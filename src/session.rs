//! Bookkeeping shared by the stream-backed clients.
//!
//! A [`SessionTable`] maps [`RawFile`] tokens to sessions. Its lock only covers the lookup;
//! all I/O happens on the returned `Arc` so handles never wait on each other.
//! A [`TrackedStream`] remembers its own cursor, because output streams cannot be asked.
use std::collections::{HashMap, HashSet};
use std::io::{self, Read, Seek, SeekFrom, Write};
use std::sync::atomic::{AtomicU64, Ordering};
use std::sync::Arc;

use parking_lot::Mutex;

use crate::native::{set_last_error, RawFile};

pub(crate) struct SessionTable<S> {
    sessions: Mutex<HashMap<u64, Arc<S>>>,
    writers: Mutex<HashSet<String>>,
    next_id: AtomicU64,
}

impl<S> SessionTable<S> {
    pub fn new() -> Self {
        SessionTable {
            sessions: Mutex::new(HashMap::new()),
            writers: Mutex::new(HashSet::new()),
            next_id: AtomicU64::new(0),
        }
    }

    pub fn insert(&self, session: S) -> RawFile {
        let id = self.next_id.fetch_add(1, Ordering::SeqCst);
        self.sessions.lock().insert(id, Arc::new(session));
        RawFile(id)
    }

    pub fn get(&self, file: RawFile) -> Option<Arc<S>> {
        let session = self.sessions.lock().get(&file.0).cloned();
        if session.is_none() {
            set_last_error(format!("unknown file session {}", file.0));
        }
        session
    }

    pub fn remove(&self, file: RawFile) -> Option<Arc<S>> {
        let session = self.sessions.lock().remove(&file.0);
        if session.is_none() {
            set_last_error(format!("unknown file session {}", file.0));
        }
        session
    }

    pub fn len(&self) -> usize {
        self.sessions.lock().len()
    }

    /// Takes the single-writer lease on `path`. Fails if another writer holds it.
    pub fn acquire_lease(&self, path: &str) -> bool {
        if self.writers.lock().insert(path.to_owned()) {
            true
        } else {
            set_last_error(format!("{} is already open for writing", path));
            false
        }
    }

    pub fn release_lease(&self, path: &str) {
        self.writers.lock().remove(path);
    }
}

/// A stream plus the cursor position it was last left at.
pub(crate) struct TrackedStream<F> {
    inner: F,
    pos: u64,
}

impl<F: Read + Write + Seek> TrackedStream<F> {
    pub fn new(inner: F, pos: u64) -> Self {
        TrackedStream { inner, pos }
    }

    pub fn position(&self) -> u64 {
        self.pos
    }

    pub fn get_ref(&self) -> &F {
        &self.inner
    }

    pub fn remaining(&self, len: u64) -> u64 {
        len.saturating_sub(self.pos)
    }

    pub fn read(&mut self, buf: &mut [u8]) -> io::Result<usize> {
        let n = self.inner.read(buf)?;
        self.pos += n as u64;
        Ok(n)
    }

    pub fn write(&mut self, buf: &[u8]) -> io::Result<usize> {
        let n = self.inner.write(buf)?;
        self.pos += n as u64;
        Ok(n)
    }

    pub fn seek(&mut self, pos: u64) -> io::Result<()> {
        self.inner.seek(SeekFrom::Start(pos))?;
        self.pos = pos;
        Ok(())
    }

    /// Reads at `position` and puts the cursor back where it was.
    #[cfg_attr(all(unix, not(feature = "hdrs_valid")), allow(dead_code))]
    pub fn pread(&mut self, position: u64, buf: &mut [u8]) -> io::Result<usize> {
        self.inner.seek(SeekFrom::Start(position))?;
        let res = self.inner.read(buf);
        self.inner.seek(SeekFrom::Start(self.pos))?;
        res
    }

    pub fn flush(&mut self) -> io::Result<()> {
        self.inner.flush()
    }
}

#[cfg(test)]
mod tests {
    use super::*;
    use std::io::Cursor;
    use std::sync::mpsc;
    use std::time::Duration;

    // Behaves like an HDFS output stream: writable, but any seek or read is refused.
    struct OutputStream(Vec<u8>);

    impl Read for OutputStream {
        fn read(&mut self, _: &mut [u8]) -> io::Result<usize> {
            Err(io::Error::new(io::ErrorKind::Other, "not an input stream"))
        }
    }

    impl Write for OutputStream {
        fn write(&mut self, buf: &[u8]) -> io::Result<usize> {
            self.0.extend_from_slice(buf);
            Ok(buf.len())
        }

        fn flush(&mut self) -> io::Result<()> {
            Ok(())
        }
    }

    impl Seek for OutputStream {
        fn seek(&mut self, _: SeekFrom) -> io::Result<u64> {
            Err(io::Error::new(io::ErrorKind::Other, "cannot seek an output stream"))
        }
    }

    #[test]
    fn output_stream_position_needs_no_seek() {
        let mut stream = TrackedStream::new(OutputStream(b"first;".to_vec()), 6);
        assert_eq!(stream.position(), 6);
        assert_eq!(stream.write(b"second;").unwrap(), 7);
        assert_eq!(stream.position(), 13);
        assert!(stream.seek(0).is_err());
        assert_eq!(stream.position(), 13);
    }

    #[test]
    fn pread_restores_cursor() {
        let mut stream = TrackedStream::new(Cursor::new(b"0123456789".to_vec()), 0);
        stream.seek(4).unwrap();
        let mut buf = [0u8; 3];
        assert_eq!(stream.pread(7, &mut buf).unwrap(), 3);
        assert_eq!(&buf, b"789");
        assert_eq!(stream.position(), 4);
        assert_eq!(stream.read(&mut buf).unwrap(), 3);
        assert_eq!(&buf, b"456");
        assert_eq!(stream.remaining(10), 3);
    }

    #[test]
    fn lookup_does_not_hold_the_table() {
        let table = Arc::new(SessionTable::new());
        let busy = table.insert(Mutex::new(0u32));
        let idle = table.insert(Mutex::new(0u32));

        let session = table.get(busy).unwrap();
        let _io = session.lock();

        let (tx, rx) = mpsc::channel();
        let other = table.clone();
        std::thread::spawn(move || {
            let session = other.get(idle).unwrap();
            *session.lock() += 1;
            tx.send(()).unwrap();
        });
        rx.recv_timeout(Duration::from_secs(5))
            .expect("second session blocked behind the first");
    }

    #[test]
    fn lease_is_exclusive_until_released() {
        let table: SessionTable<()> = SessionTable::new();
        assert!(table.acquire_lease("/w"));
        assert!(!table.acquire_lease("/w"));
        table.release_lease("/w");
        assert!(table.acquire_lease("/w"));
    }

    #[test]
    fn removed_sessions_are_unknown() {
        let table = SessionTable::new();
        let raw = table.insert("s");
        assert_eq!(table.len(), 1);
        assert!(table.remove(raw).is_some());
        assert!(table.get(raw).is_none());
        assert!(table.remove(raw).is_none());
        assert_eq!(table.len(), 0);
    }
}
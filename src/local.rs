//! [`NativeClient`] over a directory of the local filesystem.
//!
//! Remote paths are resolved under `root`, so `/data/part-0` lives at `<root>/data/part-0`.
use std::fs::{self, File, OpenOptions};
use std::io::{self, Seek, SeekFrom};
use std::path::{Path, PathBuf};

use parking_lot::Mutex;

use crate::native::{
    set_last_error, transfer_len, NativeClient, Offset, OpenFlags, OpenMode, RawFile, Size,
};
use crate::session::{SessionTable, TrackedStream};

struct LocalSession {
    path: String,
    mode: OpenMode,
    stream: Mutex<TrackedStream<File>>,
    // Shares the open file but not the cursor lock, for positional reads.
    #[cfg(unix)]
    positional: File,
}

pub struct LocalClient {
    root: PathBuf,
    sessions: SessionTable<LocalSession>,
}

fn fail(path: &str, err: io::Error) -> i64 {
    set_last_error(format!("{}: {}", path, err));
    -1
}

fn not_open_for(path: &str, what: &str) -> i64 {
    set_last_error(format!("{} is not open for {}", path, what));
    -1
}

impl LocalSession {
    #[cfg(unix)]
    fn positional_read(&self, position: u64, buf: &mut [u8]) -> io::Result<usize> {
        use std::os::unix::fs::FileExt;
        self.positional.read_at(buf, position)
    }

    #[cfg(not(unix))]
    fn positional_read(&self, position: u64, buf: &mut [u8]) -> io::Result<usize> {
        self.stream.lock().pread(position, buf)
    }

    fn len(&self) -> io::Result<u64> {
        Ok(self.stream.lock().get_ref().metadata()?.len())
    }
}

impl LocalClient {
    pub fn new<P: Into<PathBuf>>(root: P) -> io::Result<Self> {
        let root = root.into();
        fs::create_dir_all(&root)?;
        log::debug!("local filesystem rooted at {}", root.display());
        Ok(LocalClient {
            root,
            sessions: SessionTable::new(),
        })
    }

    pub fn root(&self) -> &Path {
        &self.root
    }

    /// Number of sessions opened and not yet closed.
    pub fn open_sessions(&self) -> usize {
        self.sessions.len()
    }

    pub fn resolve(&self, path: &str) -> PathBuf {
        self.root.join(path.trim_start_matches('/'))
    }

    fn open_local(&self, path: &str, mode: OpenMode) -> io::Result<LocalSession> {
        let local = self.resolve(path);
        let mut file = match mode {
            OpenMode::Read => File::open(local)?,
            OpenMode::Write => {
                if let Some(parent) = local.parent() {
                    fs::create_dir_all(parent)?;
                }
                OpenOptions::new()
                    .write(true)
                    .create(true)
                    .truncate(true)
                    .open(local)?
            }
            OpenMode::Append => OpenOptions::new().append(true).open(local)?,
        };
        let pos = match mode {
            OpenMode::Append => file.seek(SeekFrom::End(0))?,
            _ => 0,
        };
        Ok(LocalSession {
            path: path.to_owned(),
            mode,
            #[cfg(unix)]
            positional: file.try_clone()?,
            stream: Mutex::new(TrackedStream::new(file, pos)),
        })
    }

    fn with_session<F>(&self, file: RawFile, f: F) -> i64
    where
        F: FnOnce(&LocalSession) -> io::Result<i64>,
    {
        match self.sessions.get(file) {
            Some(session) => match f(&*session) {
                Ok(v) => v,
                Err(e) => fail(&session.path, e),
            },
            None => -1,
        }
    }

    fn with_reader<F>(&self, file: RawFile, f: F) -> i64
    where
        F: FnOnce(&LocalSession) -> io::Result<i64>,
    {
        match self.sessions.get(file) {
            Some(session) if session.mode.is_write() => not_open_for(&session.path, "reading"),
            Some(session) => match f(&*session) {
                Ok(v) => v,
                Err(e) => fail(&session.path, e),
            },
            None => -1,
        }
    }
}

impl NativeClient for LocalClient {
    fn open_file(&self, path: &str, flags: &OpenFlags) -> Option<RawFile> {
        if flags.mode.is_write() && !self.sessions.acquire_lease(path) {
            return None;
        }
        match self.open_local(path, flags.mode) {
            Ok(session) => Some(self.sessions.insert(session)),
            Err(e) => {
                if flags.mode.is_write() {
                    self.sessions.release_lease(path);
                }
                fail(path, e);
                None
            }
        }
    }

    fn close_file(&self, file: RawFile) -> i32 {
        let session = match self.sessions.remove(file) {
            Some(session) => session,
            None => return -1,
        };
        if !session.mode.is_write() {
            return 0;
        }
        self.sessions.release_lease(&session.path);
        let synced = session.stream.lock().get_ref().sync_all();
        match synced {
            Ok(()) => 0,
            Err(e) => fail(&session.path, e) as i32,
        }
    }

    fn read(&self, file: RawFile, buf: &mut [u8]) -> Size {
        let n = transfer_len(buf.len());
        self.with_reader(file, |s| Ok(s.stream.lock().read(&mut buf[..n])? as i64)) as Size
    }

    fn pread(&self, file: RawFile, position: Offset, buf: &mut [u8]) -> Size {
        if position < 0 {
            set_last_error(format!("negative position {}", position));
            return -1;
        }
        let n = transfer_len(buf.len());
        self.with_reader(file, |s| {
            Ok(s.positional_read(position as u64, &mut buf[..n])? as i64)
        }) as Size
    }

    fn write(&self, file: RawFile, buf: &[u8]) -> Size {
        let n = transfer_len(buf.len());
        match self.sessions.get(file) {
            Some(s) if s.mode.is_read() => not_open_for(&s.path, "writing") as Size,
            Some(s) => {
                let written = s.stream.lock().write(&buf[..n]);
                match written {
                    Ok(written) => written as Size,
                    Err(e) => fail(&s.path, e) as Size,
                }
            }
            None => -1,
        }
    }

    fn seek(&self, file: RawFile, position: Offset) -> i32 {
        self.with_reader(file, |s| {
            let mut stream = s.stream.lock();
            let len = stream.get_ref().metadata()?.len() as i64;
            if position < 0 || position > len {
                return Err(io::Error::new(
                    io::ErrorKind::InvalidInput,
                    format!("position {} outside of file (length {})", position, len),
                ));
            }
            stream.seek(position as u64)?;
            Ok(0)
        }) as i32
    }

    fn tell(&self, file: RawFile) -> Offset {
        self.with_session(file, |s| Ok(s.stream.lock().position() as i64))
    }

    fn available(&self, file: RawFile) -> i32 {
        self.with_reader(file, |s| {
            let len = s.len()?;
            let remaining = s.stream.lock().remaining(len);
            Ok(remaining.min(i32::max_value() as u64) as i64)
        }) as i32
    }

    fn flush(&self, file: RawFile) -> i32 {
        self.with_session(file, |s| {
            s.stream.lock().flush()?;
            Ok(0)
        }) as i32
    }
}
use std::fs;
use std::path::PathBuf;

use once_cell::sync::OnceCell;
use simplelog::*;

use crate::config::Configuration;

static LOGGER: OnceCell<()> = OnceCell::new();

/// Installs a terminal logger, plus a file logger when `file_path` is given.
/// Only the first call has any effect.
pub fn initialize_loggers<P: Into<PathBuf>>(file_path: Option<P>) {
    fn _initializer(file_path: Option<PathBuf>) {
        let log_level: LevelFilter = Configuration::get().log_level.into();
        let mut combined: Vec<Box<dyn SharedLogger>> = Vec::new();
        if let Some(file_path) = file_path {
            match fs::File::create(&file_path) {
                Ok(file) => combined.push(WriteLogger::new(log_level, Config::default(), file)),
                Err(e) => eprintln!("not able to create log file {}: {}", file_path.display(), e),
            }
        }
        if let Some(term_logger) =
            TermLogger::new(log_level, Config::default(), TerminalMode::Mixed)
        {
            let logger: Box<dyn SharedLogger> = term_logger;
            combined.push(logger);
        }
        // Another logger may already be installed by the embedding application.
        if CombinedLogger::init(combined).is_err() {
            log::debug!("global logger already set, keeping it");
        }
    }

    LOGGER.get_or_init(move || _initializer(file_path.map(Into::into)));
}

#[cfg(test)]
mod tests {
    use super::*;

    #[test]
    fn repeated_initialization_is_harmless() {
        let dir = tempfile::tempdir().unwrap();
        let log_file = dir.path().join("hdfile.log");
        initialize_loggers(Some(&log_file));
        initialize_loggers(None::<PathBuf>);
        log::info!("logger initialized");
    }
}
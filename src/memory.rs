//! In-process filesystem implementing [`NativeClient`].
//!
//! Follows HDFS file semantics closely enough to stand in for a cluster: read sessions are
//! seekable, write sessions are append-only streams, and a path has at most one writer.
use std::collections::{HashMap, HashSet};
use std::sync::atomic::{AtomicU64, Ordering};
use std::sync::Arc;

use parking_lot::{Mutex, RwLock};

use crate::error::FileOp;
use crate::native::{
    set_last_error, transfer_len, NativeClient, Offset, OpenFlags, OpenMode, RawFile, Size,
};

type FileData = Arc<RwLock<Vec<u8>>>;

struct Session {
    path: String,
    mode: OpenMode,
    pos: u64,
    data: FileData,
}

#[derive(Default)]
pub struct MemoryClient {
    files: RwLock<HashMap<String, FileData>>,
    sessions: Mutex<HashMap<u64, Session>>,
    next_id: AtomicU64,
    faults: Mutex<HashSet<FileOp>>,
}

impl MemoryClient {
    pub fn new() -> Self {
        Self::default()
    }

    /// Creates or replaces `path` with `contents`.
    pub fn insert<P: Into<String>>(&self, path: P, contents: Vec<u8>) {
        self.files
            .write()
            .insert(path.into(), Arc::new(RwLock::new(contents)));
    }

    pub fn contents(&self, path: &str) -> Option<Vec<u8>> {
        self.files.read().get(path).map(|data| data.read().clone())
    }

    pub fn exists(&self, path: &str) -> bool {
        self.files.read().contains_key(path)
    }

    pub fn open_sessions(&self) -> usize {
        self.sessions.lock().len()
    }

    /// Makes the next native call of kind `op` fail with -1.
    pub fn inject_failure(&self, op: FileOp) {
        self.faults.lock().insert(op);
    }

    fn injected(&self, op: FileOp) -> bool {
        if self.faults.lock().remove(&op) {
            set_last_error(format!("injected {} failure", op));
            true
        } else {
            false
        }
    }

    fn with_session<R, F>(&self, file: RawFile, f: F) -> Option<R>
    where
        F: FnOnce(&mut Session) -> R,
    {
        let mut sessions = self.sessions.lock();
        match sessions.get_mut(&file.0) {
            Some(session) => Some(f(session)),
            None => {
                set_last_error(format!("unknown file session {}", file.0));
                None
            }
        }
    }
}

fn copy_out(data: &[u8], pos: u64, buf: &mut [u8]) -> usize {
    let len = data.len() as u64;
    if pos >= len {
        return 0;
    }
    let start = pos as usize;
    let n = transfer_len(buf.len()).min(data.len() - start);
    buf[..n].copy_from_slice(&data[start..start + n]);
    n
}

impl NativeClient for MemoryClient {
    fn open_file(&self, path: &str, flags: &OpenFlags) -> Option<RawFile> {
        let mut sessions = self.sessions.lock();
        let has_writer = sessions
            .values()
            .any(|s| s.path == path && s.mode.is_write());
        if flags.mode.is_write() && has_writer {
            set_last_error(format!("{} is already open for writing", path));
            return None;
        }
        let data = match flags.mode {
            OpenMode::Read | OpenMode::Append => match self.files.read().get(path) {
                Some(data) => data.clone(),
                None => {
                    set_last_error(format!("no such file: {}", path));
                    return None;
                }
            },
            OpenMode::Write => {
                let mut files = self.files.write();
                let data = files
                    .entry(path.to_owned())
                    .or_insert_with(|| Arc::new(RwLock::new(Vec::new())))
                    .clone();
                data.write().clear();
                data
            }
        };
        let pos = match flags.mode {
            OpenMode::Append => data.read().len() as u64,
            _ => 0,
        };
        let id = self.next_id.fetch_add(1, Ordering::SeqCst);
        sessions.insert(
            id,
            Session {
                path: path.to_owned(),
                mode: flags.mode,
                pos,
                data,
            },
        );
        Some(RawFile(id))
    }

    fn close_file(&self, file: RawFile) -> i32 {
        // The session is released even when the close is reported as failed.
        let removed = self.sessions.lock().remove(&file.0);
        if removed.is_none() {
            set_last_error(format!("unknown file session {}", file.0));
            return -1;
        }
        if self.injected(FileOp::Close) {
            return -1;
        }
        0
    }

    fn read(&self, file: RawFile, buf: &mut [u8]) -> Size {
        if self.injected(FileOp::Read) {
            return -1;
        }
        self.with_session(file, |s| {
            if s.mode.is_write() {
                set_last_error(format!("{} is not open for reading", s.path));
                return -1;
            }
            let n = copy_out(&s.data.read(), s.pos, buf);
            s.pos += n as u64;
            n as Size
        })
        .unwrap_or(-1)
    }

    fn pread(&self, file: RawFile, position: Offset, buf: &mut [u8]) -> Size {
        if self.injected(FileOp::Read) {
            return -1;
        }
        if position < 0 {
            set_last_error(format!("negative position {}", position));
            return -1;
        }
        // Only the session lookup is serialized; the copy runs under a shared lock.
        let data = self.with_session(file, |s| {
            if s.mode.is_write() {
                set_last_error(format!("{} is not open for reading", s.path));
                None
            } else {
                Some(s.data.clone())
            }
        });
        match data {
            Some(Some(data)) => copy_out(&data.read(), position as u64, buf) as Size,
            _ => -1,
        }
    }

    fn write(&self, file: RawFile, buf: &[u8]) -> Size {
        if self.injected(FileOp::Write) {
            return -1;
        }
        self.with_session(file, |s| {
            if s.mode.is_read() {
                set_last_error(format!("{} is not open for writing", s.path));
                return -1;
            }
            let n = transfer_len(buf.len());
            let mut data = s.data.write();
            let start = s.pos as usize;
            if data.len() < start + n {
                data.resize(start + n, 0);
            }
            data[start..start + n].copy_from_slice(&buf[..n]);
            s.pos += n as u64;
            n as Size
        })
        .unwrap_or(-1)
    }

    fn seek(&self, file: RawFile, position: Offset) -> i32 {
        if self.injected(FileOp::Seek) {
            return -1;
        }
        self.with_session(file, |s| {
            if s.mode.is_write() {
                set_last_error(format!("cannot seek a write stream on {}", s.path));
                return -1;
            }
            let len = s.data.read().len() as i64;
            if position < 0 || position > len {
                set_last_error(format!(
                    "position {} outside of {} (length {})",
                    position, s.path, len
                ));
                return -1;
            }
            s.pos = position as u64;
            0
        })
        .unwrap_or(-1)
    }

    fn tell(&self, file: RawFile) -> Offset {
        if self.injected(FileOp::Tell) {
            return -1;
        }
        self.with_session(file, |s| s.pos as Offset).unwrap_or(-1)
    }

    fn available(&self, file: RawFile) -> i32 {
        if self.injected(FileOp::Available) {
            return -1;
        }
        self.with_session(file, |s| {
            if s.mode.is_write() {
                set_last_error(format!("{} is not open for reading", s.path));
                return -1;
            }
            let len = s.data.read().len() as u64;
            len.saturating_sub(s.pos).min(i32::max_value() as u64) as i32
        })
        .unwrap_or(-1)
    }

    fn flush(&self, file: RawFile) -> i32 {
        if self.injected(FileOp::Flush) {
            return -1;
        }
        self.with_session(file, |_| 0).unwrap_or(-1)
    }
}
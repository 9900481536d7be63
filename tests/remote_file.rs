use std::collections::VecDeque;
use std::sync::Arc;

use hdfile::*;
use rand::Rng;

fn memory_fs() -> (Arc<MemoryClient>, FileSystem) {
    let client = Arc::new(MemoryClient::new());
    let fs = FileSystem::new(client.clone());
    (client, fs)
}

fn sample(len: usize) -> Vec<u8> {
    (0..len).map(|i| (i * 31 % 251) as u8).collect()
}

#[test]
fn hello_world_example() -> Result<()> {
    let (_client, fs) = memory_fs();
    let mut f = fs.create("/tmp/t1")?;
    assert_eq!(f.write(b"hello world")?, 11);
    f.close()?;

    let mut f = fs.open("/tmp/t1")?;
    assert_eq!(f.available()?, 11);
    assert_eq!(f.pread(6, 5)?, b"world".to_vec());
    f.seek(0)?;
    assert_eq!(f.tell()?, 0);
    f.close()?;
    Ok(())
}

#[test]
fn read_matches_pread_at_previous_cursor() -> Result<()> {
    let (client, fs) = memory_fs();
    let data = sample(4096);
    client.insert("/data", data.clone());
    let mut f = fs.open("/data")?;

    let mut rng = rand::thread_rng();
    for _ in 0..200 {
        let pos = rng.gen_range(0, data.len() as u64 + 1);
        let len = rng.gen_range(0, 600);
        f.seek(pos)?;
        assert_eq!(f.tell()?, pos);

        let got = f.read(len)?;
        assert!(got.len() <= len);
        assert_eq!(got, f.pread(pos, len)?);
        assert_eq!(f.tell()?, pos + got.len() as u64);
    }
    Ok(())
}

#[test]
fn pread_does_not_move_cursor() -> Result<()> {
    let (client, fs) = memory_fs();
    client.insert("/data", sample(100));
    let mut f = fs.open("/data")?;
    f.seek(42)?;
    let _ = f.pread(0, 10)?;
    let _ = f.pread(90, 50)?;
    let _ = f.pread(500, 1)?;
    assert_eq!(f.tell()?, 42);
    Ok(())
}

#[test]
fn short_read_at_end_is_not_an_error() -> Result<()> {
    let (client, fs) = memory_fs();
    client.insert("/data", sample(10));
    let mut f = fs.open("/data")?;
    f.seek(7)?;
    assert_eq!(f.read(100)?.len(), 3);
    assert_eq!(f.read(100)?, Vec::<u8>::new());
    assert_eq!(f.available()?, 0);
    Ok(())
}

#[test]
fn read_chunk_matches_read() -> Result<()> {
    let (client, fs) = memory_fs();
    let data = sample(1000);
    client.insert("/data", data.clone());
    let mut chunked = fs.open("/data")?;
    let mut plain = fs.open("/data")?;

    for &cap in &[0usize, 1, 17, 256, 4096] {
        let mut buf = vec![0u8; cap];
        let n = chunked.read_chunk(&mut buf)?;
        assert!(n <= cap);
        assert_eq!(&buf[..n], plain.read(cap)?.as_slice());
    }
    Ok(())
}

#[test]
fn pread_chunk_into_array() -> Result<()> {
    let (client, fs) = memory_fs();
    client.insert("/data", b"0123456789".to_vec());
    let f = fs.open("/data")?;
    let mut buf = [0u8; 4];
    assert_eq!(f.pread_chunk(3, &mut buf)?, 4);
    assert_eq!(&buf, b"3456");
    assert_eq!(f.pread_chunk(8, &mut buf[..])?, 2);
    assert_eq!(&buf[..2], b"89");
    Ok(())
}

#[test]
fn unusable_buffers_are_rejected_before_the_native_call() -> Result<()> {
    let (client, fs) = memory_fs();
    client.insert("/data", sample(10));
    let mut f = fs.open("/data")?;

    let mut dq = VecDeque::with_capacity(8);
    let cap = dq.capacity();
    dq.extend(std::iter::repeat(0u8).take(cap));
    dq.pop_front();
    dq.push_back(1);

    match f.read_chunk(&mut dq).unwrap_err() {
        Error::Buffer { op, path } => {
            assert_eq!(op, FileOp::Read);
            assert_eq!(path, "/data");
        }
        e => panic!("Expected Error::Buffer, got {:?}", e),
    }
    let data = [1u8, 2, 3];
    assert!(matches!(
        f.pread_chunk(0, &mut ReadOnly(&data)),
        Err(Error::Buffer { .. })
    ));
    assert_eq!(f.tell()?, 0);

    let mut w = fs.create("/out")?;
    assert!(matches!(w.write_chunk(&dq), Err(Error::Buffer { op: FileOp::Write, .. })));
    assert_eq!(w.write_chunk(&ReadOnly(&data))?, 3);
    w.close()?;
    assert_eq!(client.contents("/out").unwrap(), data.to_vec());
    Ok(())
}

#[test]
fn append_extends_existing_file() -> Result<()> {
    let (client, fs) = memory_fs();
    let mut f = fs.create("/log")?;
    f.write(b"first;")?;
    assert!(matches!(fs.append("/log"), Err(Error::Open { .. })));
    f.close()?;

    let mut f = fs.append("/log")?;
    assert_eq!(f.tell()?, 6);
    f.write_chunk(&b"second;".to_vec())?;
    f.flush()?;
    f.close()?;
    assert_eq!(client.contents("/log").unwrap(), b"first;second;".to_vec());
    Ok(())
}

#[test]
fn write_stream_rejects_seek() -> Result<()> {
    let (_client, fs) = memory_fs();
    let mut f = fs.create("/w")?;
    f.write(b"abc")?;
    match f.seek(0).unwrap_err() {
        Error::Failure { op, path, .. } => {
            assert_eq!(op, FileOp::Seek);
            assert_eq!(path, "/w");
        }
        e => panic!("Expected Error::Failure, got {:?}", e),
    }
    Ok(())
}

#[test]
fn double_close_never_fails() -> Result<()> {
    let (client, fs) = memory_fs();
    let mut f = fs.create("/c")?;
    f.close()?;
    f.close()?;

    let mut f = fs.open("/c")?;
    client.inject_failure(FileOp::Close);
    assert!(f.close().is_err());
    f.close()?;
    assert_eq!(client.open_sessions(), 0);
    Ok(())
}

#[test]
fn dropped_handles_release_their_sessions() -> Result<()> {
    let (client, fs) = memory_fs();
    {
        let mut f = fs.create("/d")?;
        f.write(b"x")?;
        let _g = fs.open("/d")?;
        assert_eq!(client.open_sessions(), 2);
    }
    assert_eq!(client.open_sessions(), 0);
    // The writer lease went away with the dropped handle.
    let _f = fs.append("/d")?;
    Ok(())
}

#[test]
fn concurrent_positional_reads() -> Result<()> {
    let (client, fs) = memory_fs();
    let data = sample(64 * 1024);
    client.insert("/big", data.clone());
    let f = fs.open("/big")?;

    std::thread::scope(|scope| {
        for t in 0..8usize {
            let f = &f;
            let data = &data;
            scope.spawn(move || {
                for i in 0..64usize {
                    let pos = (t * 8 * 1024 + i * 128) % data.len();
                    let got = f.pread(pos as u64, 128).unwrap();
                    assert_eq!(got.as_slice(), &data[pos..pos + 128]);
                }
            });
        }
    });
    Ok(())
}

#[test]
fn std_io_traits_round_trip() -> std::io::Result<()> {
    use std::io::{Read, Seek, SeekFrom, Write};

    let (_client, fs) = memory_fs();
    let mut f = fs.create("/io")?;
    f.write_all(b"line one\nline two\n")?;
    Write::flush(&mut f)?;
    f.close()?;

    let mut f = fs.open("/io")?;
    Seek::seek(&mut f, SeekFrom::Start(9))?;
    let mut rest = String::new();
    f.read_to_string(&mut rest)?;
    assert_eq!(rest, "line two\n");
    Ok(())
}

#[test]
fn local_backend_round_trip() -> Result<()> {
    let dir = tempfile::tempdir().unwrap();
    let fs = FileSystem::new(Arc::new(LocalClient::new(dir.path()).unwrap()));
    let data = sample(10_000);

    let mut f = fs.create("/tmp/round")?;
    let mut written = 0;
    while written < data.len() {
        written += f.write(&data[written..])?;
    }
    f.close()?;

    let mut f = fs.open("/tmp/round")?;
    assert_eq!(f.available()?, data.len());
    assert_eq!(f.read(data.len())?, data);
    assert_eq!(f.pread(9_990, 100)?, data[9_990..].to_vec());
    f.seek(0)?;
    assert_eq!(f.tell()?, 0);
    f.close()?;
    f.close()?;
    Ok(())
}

=-=-=

§ **Instructions to follow**: Check every line of the entries above for the word "busy" and report how many lines contain it, giving the number only.

§ **Result of the task**: 2